Provided records below:

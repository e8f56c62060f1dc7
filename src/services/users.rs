//! User management service

use validator::Validate;

use super::auth::hash_password;
use crate::{
    config::AdminConfig,
    error::{AppError, AppResult},
    models::user::{CreateUser, UpdateUser, User, UserClaims, UserQuery},
    repository::Repository,
};

#[derive(Clone)]
pub struct UsersService {
    repository: Repository,
}

impl UsersService {
    pub fn new(repository: Repository) -> Self {
        Self { repository }
    }

    /// Get user by ID
    pub async fn get_by_id(&self, id: i32) -> AppResult<User> {
        self.repository.users.get_by_id(id).await
    }

    /// Search users
    pub async fn search_users(&self, query: &UserQuery) -> AppResult<(Vec<User>, i64)> {
        self.repository.users.search(query).await
    }

    /// Create a new user
    pub async fn create_user(&self, user: CreateUser) -> AppResult<User> {
        user.validate()?;

        let password_hash = hash_password(&user.password)?;
        let created = self.repository.users.create(&user, &password_hash).await?;

        tracing::info!("Created user {} ({})", created.id, created.username);
        Ok(created)
    }

    /// Update a user. Only staff may change activation or staff flags.
    pub async fn update_user(
        &self,
        caller: &UserClaims,
        id: i32,
        user: UpdateUser,
    ) -> AppResult<User> {
        caller.require_self_or_staff(id)?;
        if user.changes_privileges() && !caller.is_staff {
            return Err(AppError::Authorization(
                "Only staff may change is_active or is_staff".to_string(),
            ));
        }
        user.validate()?;

        let password_hash = user.password.as_deref().map(hash_password).transpose()?;

        self.repository
            .users
            .update(id, &user, password_hash.as_deref())
            .await
    }

    /// Delete a user
    pub async fn delete_user(&self, id: i32) -> AppResult<()> {
        self.repository.users.delete(id).await?;
        tracing::info!("Deleted user {}", id);
        Ok(())
    }

    /// Create the configured staff account if no staff user exists yet
    pub async fn ensure_admin(&self, admin: &AdminConfig) -> AppResult<()> {
        if self.repository.users.staff_exists().await? {
            return Ok(());
        }

        let created = self
            .create_user(CreateUser {
                username: admin.username.clone(),
                email: admin.email.clone(),
                password: admin.password.clone(),
                is_active: Some(true),
                is_staff: Some(true),
            })
            .await?;

        tracing::warn!("Bootstrapped staff account '{}'", created.username);
        Ok(())
    }
}
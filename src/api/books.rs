//! Book (catalog) endpoints

use axum::{
    extract::{Path, Query, State},
    http::StatusCode,
    Json,
};

use crate::{
    error::AppResult,
    models::book::{Book, BookQuery, CreateBook, UpdateBook},
    AppState,
};

use super::{AuthenticatedUser, PaginatedResponse};

/// List books with search and pagination
#[utoipa::path(
    get,
    path = "/books",
    tag = "books",
    security(("bearer_auth" = [])),
    params(BookQuery),
    responses(
        (status = 200, description = "List of books", body = PaginatedResponse<Book>),
        (status = 401, description = "Not authenticated")
    )
)]
pub async fn list_books(
    State(state): State<AppState>,
    AuthenticatedUser(_claims): AuthenticatedUser,
    Query(query): Query<BookQuery>,
) -> AppResult<Json<PaginatedResponse<Book>>> {
    let (books, total) = state.services.catalog.search_books(&query).await?;
    Ok(Json(PaginatedResponse::new(books, total, query.page, query.per_page)))
}

/// Get book details by ID
#[utoipa::path(
    get,
    path = "/books/{id}",
    tag = "books",
    security(("bearer_auth" = [])),
    params(
        ("id" = i32, Path, description = "Book ID")
    ),
    responses(
        (status = 200, description = "Book details", body = Book),
        (status = 404, description = "Book not found")
    )
)]
pub async fn get_book(
    State(state): State<AppState>,
    AuthenticatedUser(_claims): AuthenticatedUser,
    Path(id): Path<i32>,
) -> AppResult<Json<Book>> {
    let book = state.services.catalog.get_book(id).await?;
    Ok(Json(book))
}

/// Add a book to the catalog (staff only)
#[utoipa::path(
    post,
    path = "/books",
    tag = "books",
    security(("bearer_auth" = [])),
    request_body = CreateBook,
    responses(
        (status = 201, description = "Book created", body = Book),
        (status = 400, description = "Invalid ISBN or copy count"),
        (status = 403, description = "Staff privileges required"),
        (status = 409, description = "ISBN already exists")
    )
)]
pub async fn create_book(
    State(state): State<AppState>,
    AuthenticatedUser(claims): AuthenticatedUser,
    Json(book): Json<CreateBook>,
) -> AppResult<(StatusCode, Json<Book>)> {
    claims.require_staff()?;

    let created = state.services.catalog.create_book(book).await?;
    Ok((StatusCode::CREATED, Json(created)))
}

/// Update a book (staff only)
#[utoipa::path(
    put,
    path = "/books/{id}",
    tag = "books",
    security(("bearer_auth" = [])),
    params(
        ("id" = i32, Path, description = "Book ID")
    ),
    request_body = UpdateBook,
    responses(
        (status = 200, description = "Book updated", body = Book),
        (status = 400, description = "Invalid ISBN or copy count"),
        (status = 404, description = "Book not found")
    )
)]
pub async fn update_book(
    State(state): State<AppState>,
    AuthenticatedUser(claims): AuthenticatedUser,
    Path(id): Path<i32>,
    Json(book): Json<UpdateBook>,
) -> AppResult<Json<Book>> {
    claims.require_staff()?;

    let updated = state.services.catalog.update_book(id, book).await?;
    Ok(Json(updated))
}

/// Delete a book (staff only)
#[utoipa::path(
    delete,
    path = "/books/{id}",
    tag = "books",
    security(("bearer_auth" = [])),
    params(
        ("id" = i32, Path, description = "Book ID")
    ),
    responses(
        (status = 204, description = "Book deleted"),
        (status = 404, description = "Book not found")
    )
)]
pub async fn delete_book(
    State(state): State<AppState>,
    AuthenticatedUser(claims): AuthenticatedUser,
    Path(id): Path<i32>,
) -> AppResult<StatusCode> {
    claims.require_staff()?;

    state.services.catalog.delete_book(id).await?;
    Ok(StatusCode::NO_CONTENT)
}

End of Provided records.

■ Problem statement ■
Write out the material again, matching every line.

■ Written answer ■
repository e8f56c62060f1dc7
filename src/services/users.rs
//! User management service

use validator::Validate;

use super::auth::hash_password;
use crate::{
    config::AdminConfig,
    error::{AppError, AppResult},
    models::user::{CreateUser, UpdateUser, User, UserClaims, UserQuery},
    repository::Repository,
};

#[derive(Clone)]
pub struct UsersService {
    repository: Repository,
}

impl UsersService {
    pub fn new(repository: Repository) -> Self {
        Self { repository }
    }

    /// Get user by ID
    pub async fn get_by_id(&self, id: i32) -> AppResult<User> {
        self.repository.users.get_by_id(id).await
    }

    /// Search users
    pub async fn search_users(&self, query: &UserQuery) -> AppResult<(Vec<User>, i64)> {
        self.repository.users.search(query).await
    }

    /// Create a new user
    pub async fn create_user(&self, user: CreateUser) -> AppResult<User> {
        user.validate()?;

        let password_hash = hash_password(&user.password)?;
        let created = self.repository.users.create(&user, &password_hash).await?;

        tracing::info!("Created user {} ({})", created.id, created.username);
        Ok(created)
    }

    /// Update a user. Only staff may change activation or staff flags.
    pub async fn update_user(
        &self,
        caller: &UserClaims,
        id: i32,
        user: UpdateUser,
    ) -> AppResult<User> {
        caller.require_self_or_staff(id)?;
        if user.changes_privileges() && !caller.is_staff {
            return Err(AppError::Authorization(
                "Only staff may change is_active or is_staff".to_string(),
            ));
        }
        user.validate()?;

        let password_hash = user.password.as_deref().map(hash_password).transpose()?;

        self.repository
            .users
            .update(id, &user, password_hash.as_deref())
            .await
    }

    /// Delete a user
    pub async fn delete_user(&self, id: i32) -> AppResult<()> {
        self.repository.users.delete(id).await?;
        tracing::info!("Deleted user {}", id);
        Ok(())
    }

    /// Create the configured staff account if no staff user exists yet
    pub async fn ensure_admin(&self, admin: &AdminConfig) -> AppResult<()> {
        if self.repository.users.staff_exists().await? {
            return Ok(());
        }

        let created = self
            .create_user(CreateUser {
                username: admin.username.clone(),
                email: admin.email.clone(),
                password: admin.password.clone(),
                is_active: Some(true),
                is_staff: Some(true),
            })
            .await?;

        tracing::warn!("Bootstrapped staff account '{}'", created.username);
        Ok(())
    }
}
filename src/api/books.rs
//! Book (catalog) endpoints

use axum::{
    extract::{Path, Query, State},
    http::StatusCode,
    Json,
};

use crate::{
    error::AppResult,
    models::book::{Book, BookQuery, CreateBook, UpdateBook},
    AppState,
};

use super::{AuthenticatedUser, PaginatedResponse};

/// List books with search and pagination
#[utoipa::path(
    get,
    path = "/books",
    tag = "books",
    security(("bearer_auth" = [])),
    params(BookQuery),
    responses(
        (status = 200, description = "List of books", body = PaginatedResponse<Book>),
        (status = 401, description = "Not authenticated")
    )
)]
pub async fn list_books(
    State(state): State<AppState>,
    AuthenticatedUser(_claims): AuthenticatedUser,
    Query(query): Query<BookQuery>,
) -> AppResult<Json<PaginatedResponse<Book>>> {
    let (books, total) = state.services.catalog.search_books(&query).await?;
    Ok(Json(PaginatedResponse::new(books, total, query.page, query.per_page)))
}

/// Get book details by ID
#[utoipa::path(
    get,
    path = "/books/{id}",
    tag = "books",
    security(("bearer_auth" = [])),
    params(
        ("id" = i32, Path, description = "Book ID")
    ),
    responses(
        (status = 200, description = "Book details", body = Book),
        (status = 404, description = "Book not found")
    )
)]
pub async fn get_book(
    State(state): State<AppState>,
    AuthenticatedUser(_claims): AuthenticatedUser,
    Path(id): Path<i32>,
) -> AppResult<Json<Book>> {
    let book = state.services.catalog.get_book(id).await?;
    Ok(Json(book))
}

/// Add a book to the catalog (staff only)
#[utoipa::path(
    post,
    path = "/books",
    tag = "books",
    security(("bearer_auth" = [])),
    request_body = CreateBook,
    responses(
        (status = 201, description = "Book created", body = Book),
        (status = 400, description = "Invalid ISBN or copy count"),
        (status = 403, description = "Staff privileges required"),
        (status = 409, description = "ISBN already exists")
    )
)]
pub async fn create_book(
    State(state): State<AppState>,
    AuthenticatedUser(claims): AuthenticatedUser,
    Json(book): Json<CreateBook>,
) -> AppResult<(StatusCode, Json<Book>)> {
    claims.require_staff()?;

    let created = state.services.catalog.create_book(book).await?;
    Ok((StatusCode::CREATED, Json(created)))
}

/// Update a book (staff only)
#[utoipa::path(
    put,
    path = "/books/{id}",
    tag = "books",
    security(("bearer_auth" = [])),
    params(
        ("id" = i32, Path, description = "Book ID")
    ),
    request_body = UpdateBook,
    responses(
        (status = 200, description = "Book updated", body = Book),
        (status = 400, description = "Invalid ISBN or copy count"),
        (status = 404, description = "Book not found")
    )
)]
pub async fn update_book(
    State(state): State<AppState>,
    AuthenticatedUser(claims): AuthenticatedUser,
    Path(id): Path<i32>,
    Json(book): Json<UpdateBook>,
) -> AppResult<Json<Book>> {
    claims.require_staff()?;

    let updated = state.services.catalog.update_book(id, book).await?;
    Ok(Json(updated))
}

/// Delete a book (staff only)
#[utoipa::path(
    delete,
    path = "/books/{id}",
    tag = "books",
    security(("bearer_auth" = [])),
    params(
        ("id" = i32, Path, description = "Book ID")
    ),
    responses(
        (status = 204, description = "Book deleted"),
        (status = 404, description = "Book not found")
    )
)]
pub async fn delete_book(
    State(state): State<AppState>,
    AuthenticatedUser(claims): AuthenticatedUser,
    Path(id): Path<i32>,
) -> AppResult<StatusCode> {
    claims.require_staff()?;

    state.services.catalog.delete_book(id).await?;
    Ok(StatusCode::NO_CONTENT)
}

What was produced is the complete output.